Ladies' Night, edited by Jessica Adams et al (HARPERCOLLINS £6.99 (512pp))

The latest volume in the bestselling "Girls' Night In" series (a collection of stories written to raise money for the charities War Child and No Strings) is choc-a-block with tales of electronic romance. Meg Cabot's story, "Party Planner", is told as a series of office emails, while Imogen Edwards-Jones's modern morality tale warns against the dangers of the undeleted message. Stella Duffy raises the literary stakes with "Siren Songs" - an elegant riff on hot baths -- and Deborah Wright signs off with a witty number about a disappointing night with Lord Byron. EH

Peacock Cries, by Hong Ying (MARION BOYARS £7.99 (334pp))

The Yangzte river was a malevolent presence in Hong Ying's autobiography Daughter of the River - a depository of bloated corpses and evil smells. Her fourth novel, set against the backdrop of the controversial Three Gorges dam project, also implicates the river in a trail of destruction and loss. Lui, Hong Ying's depressed narrator, is married to one of the directors of the damn project. On an impromptu visit to Liang County to find out if her husband is having an affair, she also revisits her childhood home, soon to be covered by flood waters. A novel that paints a very tangible portrait of contemporary Chinese life. EH

Not Married, Not Bothered, by Carol Clewlow (HARPERCOLLINS £6.99 (345pp))

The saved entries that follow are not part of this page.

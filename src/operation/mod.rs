// Copyright (c) 2025 Steve Wagner (ciroque@live.com)
// SPDX-License-Identifier: MIT

//! Operations, their signatures and the resolver that dispatches them.
//!
//! * [`Representation`] / [`OperandType`] - what a data object can currently do
//! * [`Signature`] - per-operand matchers an implementation is registered under
//! * [`OperationLibrary`] - named operations and their implementations
//! * [`Resolver`] - picks and invokes implementations, honoring retry requests

pub mod operand;
pub mod registry;
pub mod representation;
pub mod resolver;
pub mod retry;
pub mod signature;

pub use operand::{common_representations, Operand, Parameters};
pub use registry::{Implementation, Operation, OperationFn, OperationLibrary, Prototype};
pub use representation::{OperandType, Representation};
pub use resolver::{DispatchContext, Resolver};
pub use retry::{OperationError, OperationResult, RetryPolicy, RetryRequest};
pub use signature::{Matcher, Signature, SignatureOperand};
// Copyright (c) 2025 Steve Wagner (ciroque@live.com)
// SPDX-License-Identifier: MIT

//! Representation-agnostic operations.

use std::sync::Arc;

use serde_json::Value;

use crate::observability::messages::dispatch::FieldsInspected;
use crate::observability::messages::StructuredLog;
use crate::operation::{DispatchContext, Implementation, Operand, OperationResult, Parameters, Signature};

/// Operations that may change behavior; calls log a warning.
pub const EXPERIMENTAL: &[&str] = &["keep_fields", "drop_fields", "rename_fields"];

pub fn operations() -> Vec<(&'static str, Signature, Implementation)> {
    vec![
        ("keep_fields", Signature::any(1), Implementation::new(["obj", "keep"], keep_fields)),
        ("drop_fields", Signature::any(1), Implementation::new(["obj", "drop"], drop_fields)),
        ("rename_fields", Signature::any(1), Implementation::new(["obj", "rename"], rename_fields)),
        ("debug_fields", Signature::any(1), Implementation::new(["obj", "label"], debug_fields)),
    ]
}

/// Forwards parameter `name` to `field_filter` under the same name.
fn delegate_to_field_filter(ctx: &DispatchContext<'_>, operands: &[Operand], name: &str) -> OperationResult {
    let value = ctx.param(name).cloned().unwrap_or(Value::Null);
    let result = ctx.call("field_filter", operands, &Parameters::new().with_kwarg(name, value))?;
    Ok(result)
}

fn keep_fields(ctx: &DispatchContext<'_>, operands: &[Operand]) -> OperationResult {
    delegate_to_field_filter(ctx, operands, "keep")
}

fn drop_fields(ctx: &DispatchContext<'_>, operands: &[Operand]) -> OperationResult {
    delegate_to_field_filter(ctx, operands, "drop")
}

fn rename_fields(ctx: &DispatchContext<'_>, operands: &[Operand]) -> OperationResult {
    delegate_to_field_filter(ctx, operands, "rename")
}

/// Logs the fields of its operand and passes it through unchanged.
fn debug_fields(ctx: &DispatchContext<'_>, operands: &[Operand]) -> OperationResult {
    let obj = operands[0].as_object(0)?;
    FieldsInspected {
        label: ctx.optional_str_param("label")?,
        fields: &obj.fields().to_string(),
    }
    .log();
    Ok(Arc::clone(obj))
}
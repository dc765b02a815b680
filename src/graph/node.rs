// Copyright (c) 2025 Steve Wagner (ciroque@live.com)
// SPDX-License-Identifier: MIT

use std::collections::BTreeMap;
use std::fmt;

use serde_json::Value;

use crate::operation::Parameters;
use crate::traits::DataObjectRef;

/// A graph node: a source producing a data object, or an operation applied to
/// the outputs of the nodes connected to it.
#[derive(Debug, Clone)]
pub enum Node {
    /// Object `object` fetched from the store registered as `store`.
    Store {
        store: String,
        object: String,
        params: BTreeMap<String, Value>,
    },
    /// An object supplied directly.
    Object(DataObjectRef),
    /// Operation with literal arguments bound after its operands.
    Operation {
        operation: String,
        args: Vec<Value>,
        kwargs: BTreeMap<String, Value>,
    },
}

impl Node {
    pub fn store(store: impl Into<String>, object: impl Into<String>) -> Self {
        Node::Store {
            store: store.into(),
            object: object.into(),
            params: BTreeMap::new(),
        }
    }

    pub fn object(object: DataObjectRef) -> Self {
        Node::Object(object)
    }

    pub fn operation(operation: impl Into<String>) -> Self {
        Node::Operation {
            operation: operation.into(),
            args: Vec::new(),
            kwargs: BTreeMap::new(),
        }
    }

    /// Appends a positional argument. Ignored for source nodes.
    pub fn with_arg(mut self, value: impl Into<Value>) -> Self {
        if let Node::Operation { args, .. } = &mut self {
            args.push(value.into());
        }
        self
    }

    /// Binds a keyword argument, or a store parameter for store nodes.
    pub fn with_kwarg(mut self, name: impl Into<String>, value: impl Into<Value>) -> Self {
        match &mut self {
            Node::Operation { kwargs, .. } => {
                kwargs.insert(name.into(), value.into());
            }
            Node::Store { params, .. } => {
                params.insert(name.into(), value.into());
            }
            Node::Object(_) => {}
        }
        self
    }

    pub fn is_source(&self) -> bool {
        !matches!(self, Node::Operation { .. })
    }

    pub fn kind(&self) -> &'static str {
        match self {
            Node::Store { .. } => "store",
            Node::Object(_) => "object",
            Node::Operation { .. } => "operation",
        }
    }

    /// Bound literal arguments of an operation node.
    pub fn parameters(&self) -> Option<Parameters> {
        match self {
            Node::Operation { args, kwargs, .. } => Some(Parameters {
                args: args.clone(),
                kwargs: kwargs.clone(),
            }),
            _ => None,
        }
    }
}

impl fmt::Display for Node {
    fn fmt(&self, f: &mut fmt::Formatter<'_>) -> fmt::Result {
        match self {
            Node::Store { store, object, .. } => write!(f, "source {}.{}", store, object),
            Node::Object(_) => f.write_str("source object"),
            Node::Operation {
                operation,
                args,
                kwargs,
            } => {
                let bound: Vec<String> = args
                    .iter()
                    .map(ToString::to_string)
                    .chain(kwargs.iter().map(|(name, value)| format!("{}={}", name, value)))
                    .collect();
                write!(f, "{}({})", operation, bound.join(", "))
            }
        }
    }
}
// Copyright (c) 2025 Steve Wagner (ciroque@live.com)
// SPDX-License-Identifier: MIT

//! Message types for operation dispatch events.

use crate::observability::messages::StructuredLog;
use std::fmt::{Display, Formatter};
use tracing::Span;

/// An implementation is about to be invoked.
///
/// # Log Level
/// `debug!` - Emitted for every attempt
///
/// # Example
/// ```
/// use bubblegraph::observability::messages::dispatch::OperationCalled;
///
/// let msg = OperationCalled {
///     operation: "distinct",
///     signature: "rows",
/// };
///
/// tracing::debug!("{}", msg);
/// ```
pub struct OperationCalled<'a> {
    pub operation: &'a str,
    pub signature: &'a str,
}

impl Display for OperationCalled<'_> {
    fn fmt(&self, f: &mut Formatter) -> std::fmt::Result {
        write!(f, "Calling {}({})", self.operation, self.signature)
    }
}

impl StructuredLog for OperationCalled<'_> {
    fn log(&self) {
        tracing::debug!(
            operation = self.operation,
            signature = self.signature,
            "{}", self
        );
    }

    fn span(&self, name: &str) -> Span {
        tracing::debug_span!(
            "operation_call",
            span_name = name,
            operation = self.operation,
            signature = self.signature,
        )
    }
}

/// An implementation returned a result.
///
/// # Log Level
/// `debug!` - Emitted once per successful dispatch
pub struct OperationCompleted<'a> {
    pub operation: &'a str,
    pub signature: &'a str,
    pub retries: usize,
}

impl Display for OperationCompleted<'_> {
    fn fmt(&self, f: &mut Formatter) -> std::fmt::Result {
        write!(
            f,
            "Completed {}({}) after {} retries",
            self.operation, self.signature, self.retries
        )
    }
}

impl StructuredLog for OperationCompleted<'_> {
    fn log(&self) {
        tracing::debug!(
            operation = self.operation,
            signature = self.signature,
            retries = self.retries,
            "{}", self
        );
    }

    fn span(&self, name: &str) -> Span {
        tracing::debug_span!(
            "operation_completed",
            span_name = name,
            operation = self.operation,
            signature = self.signature,
            retries = self.retries,
        )
    }
}

/// An implementation declined and asked for another candidate.
///
/// # Log Level
/// `info!` - Fallbacks are worth seeing in normal operation
///
/// # Example
/// ```
/// use bubblegraph::observability::messages::dispatch::OperationRetried;
///
/// let msg = OperationRetried {
///     operation: "join_details",
///     signature: "sql, sql",
///     reason: "objects live in different databases",
/// };
///
/// assert!(msg.to_string().contains("different databases"));
/// ```
pub struct OperationRetried<'a> {
    pub operation: &'a str,
    pub signature: &'a str,
    pub reason: &'a str,
}

impl Display for OperationRetried<'_> {
    fn fmt(&self, f: &mut Formatter) -> std::fmt::Result {
        write!(
            f,
            "Retrying {}({}): {}",
            self.operation, self.signature, self.reason
        )
    }
}

impl StructuredLog for OperationRetried<'_> {
    fn log(&self) {
        tracing::info!(
            operation = self.operation,
            signature = self.signature,
            reason = self.reason,
            "{}", self
        );
    }

    fn span(&self, name: &str) -> Span {
        tracing::info_span!(
            "operation_retried",
            span_name = name,
            operation = self.operation,
            signature = self.signature,
            reason = self.reason,
        )
    }
}

/// A dispatch ended in an error.
///
/// # Log Level
/// `warn!` - The error is also returned to the caller
///
/// # Example
/// ```
/// use bubblegraph::errors::DispatchError;
/// use bubblegraph::observability::messages::dispatch::DispatchFailed;
///
/// let error = DispatchError::RetryNotAllowed {
///     operation: "distinct".to_string(),
/// };
/// let msg = DispatchFailed {
///     operation: "distinct",
///     signature: "sql",
///     error: &error,
/// };
///
/// assert!(msg.to_string().starts_with("Dispatch of distinct(sql) failed"));
/// ```
pub struct DispatchFailed<'a> {
    pub operation: &'a str,
    pub signature: &'a str,
    pub error: &'a dyn std::error::Error,
}

impl Display for DispatchFailed<'_> {
    fn fmt(&self, f: &mut Formatter) -> std::fmt::Result {
        write!(
            f,
            "Dispatch of {}({}) failed: {}",
            self.operation, self.signature, self.error
        )
    }
}

impl StructuredLog for DispatchFailed<'_> {
    fn log(&self) {
        tracing::warn!(
            operation = self.operation,
            signature = self.signature,
            error = %self.error,
            "{}", self
        );
    }

    fn span(&self, name: &str) -> Span {
        tracing::warn_span!(
            "dispatch_failed",
            span_name = name,
            operation = self.operation,
            signature = self.signature,
        )
    }
}

/// An operation marked experimental was called.
///
/// # Log Level
/// `warn!` - Experimental operations may change behavior
pub struct ExperimentalOperationCalled<'a> {
    pub operation: &'a str,
}

impl Display for ExperimentalOperationCalled<'_> {
    fn fmt(&self, f: &mut Formatter) -> std::fmt::Result {
        write!(
            f,
            "Operation '{}' is experimental and might not work as expected",
            self.operation
        )
    }
}

impl StructuredLog for ExperimentalOperationCalled<'_> {
    fn log(&self) {
        tracing::warn!(operation = self.operation, "{}", self);
    }

    fn span(&self, name: &str) -> Span {
        tracing::warn_span!(
            "experimental_operation",
            span_name = name,
            operation = self.operation,
        )
    }
}

/// Fields of a data object passing through `debug_fields`.
///
/// # Log Level
/// `info!` - Explicitly requested by the pipeline
pub struct FieldsInspected<'a> {
    pub label: Option<&'a str>,
    pub fields: &'a str,
}

impl Display for FieldsInspected<'_> {
    fn fmt(&self, f: &mut Formatter) -> std::fmt::Result {
        match self.label {
            Some(label) => write!(f, "fields ({}): {}", label, self.fields),
            None => write!(f, "fields: {}", self.fields),
        }
    }
}

impl StructuredLog for FieldsInspected<'_> {
    fn log(&self) {
        tracing::info!(label = self.label, fields = self.fields, "{}", self);
    }

    fn span(&self, name: &str) -> Span {
        tracing::info_span!(
            "fields_inspected",
            span_name = name,
            label = self.label,
            fields = self.fields,
        )
    }
}
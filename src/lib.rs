// Copyright (c) 2025 Steve Wagner (ciroque@live.com)
// SPDX-License-Identifier: MIT

pub mod backends;   // stores, data objects and operations
pub mod config;     // pipeline config + runtime builder
pub mod engine;     // graph planning and evaluation
pub mod errors;     // error handling
pub mod graph;      // nodes and connections
pub mod observability;
pub mod operation;  // signatures, registry and resolver
pub mod traits;     // unified abstractions
// Copyright (c) 2025 Steve Wagner (ciroque@live.com)
// SPDX-License-Identifier: MIT

/// Outlet used when a connection does not name one; also the fallback for an
/// operation's first operand.
pub const DEFAULT_OUTLET: &str = "default";
/// Prefix of names generated for nodes added without one.
pub const NODE_NAME_PREFIX: &str = "node";
/// Suffix marking a list-typed operand in signatures (`rows[]`).
pub const LIST_SUFFIX: &str = "[]";
/// Signature matcher accepting any representation.
pub const WILDCARD: &str = "*";
/// Store `type` of the in-memory store.
pub const MEMORY_STORE_TYPE: &str = "memory";
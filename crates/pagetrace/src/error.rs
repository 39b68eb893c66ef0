//! Error types for the pagetrace SDK.

/// Errors that can occur when using the pagetrace SDK.
#[derive(Debug, thiserror::Error)]
pub enum Error {
    /// HTTP client construction failed.
    #[error("HTTP error: {0}")]
    Http(#[from] reqwest::Error),

    /// Invalid configuration.
    #[error("Invalid configuration: {0}")]
    Config(String),

    /// Serialization error.
    #[error("Serialization error: {0}")]
    Serialization(#[from] serde_json::Error),
}
//! CSS-like selector construction from a composed dispatch path.

use crate::types::ElementDescriptor;

/// Build a selector for the first element of `path`, walking upward.
///
/// The walk stops at the first element bearing an id, emitted as `#id`, or
/// after `body`. Elements with classes contribute their first class as
/// `.class`; everything else contributes its bare tag name. Segments join
/// outermost-first with `>`.
pub fn selector_from_path(path: &[ElementDescriptor]) -> String {
    let mut segments = Vec::new();
    for el in path {
        let tag = el.tag.to_ascii_lowercase();
        if let Some(id) = el.id.as_deref().filter(|id| !id.is_empty()) {
            segments.push(format!("#{id}"));
            break;
        } else if let Some(class) = el.classes.first().filter(|c| !c.is_empty()) {
            segments.push(format!(".{class}"));
        } else {
            segments.push(tag.clone());
        }
        if tag == "body" {
            break;
        }
    }
    segments.reverse();
    segments.join(">")
}

#[cfg(test)]
mod tests {
    use super::*;
    use crate::types::ElementDescriptor as El;

    #[test]
    fn test_walk_terminates_at_body() {
        let path = vec![
            El::new("span"),
            El::new("a").with_class("nav-link"),
            El::new("div"),
            El::new("body"),
            El::new("html"),
        ];
        assert_eq!(selector_from_path(&path), "body>div>.nav-link>span");
    }

    #[test]
    fn test_id_stops_the_walk() {
        let path = vec![
            El::new("button").with_class("buy"),
            El::new("form").with_id("checkout"),
            El::new("main"),
            El::new("body"),
        ];
        assert_eq!(selector_from_path(&path), "#checkout>.buy");
    }

    #[test]
    fn test_id_on_target_itself() {
        let path = vec![El::new("a").with_id("logo"), El::new("body")];
        assert_eq!(selector_from_path(&path), "#logo");
    }

    #[test]
    fn test_first_class_wins() {
        let path = vec![
            El::new("li").with_class("item").with_class("active"),
            El::new("body"),
        ];
        assert_eq!(selector_from_path(&path), "body>.item");
    }

    #[test]
    fn test_tag_names_lowercased() {
        let path = vec![El::new("SPAN"), El::new("BODY")];
        assert_eq!(selector_from_path(&path), "body>span");
    }

    #[test]
    fn test_empty_path() {
        assert_eq!(selector_from_path(&[]), "");
    }
}
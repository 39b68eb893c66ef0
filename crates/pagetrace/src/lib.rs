//! Pagetrace analytics SDK.
//!
//! A client-side event tracker for hosts that drive a page-like surface:
//! webview shells, wasm glue layers, instrumented test harnesses. The
//! tracker auto-instruments page views and clicks, enriches every event with
//! device and page metadata, and ships it to a collection endpoint over a
//! beacon-style POST or a pixel-style GET.
//!
//! The host supplies the page through the [`Page`] trait and forwards
//! navigation transitions and clicks; the tracker owns everything else —
//! configuration, the persisted distinct id, message assembly, the referrer
//! chain, and the click dispatch policy (including taking over navigation
//! for outbound links so the tracking request wins the race against page
//! unload).
//!
//! # Example
//!
//! ```rust,ignore
//! use pagetrace::{ClickEvent, FileStore, MemoryPage, SendType, Tracker};
//! use std::sync::Arc;
//!
//! #[tokio::main]
//! async fn main() -> Result<(), pagetrace::Error> {
//!     let page = Arc::new(MemoryPage::new("https://shop.example/app", "Shop"));
//!     let tracker = Tracker::builder("https://collect.example/e")
//!         .send_type(SendType::Beacon)
//!         .single_page_public_path("/app")
//!         .build(page, &FileStore::default())?;
//!
//!     // custom events
//!     let mut payload = pagetrace::Message::new();
//!     payload.insert("plan", "pro");
//!     tracker.track("signup", payload).await;
//!
//!     // forwarded instrumentation
//!     tracker.push_state().await;
//!     let _disposition = tracker.handle_click(ClickEvent::default());
//!     Ok(())
//! }
//! ```

mod click;
mod config;
mod error;
mod identity;
mod page;
mod pageview;
mod selector;
mod tracker;
mod transport;
mod types;
mod ua;

pub use click::{ClickDisposition, ClickEvent, NAVIGATION_GUARD};
pub use config::{Config, SendType, TrackerBuilder, DEFAULT_SINGLE_PAGE_PUBLIC_PATH};
pub use error::Error;
pub use identity::{ensure_distinct_id, FileStore, MemoryStore, Storage, DISTINCT_ID_KEY};
pub use page::{MemoryPage, Page};
pub use pageview::NavigationKind;
pub use selector::selector_from_path;
pub use tracker::Tracker;
pub use types::{ElementDescriptor, Message, EVENT_CLICK, EVENT_PAGEVIEW};
pub use ua::{parse_user_agent, UserAgentData};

Like Jane Austen, the single heroine of Carol Clewlow's latest novel, Riley Gordon, is a great believer in "the importance of aunts". An advocate of the single life, she sets out to prove the joys of spinsterhood to family and friends. In a novel that reinforces Maureen Dowd's thesis that successful women are less likely to get hitched, Clewlow faces the difficult task of convincing us that a cat really is better than a baby, and affairs with married men more satisfactory than the marital bed. An intermittently entertaining read. EH

The Coffee House, by Markman Ellis (PHOENIX £8.99 (304pp))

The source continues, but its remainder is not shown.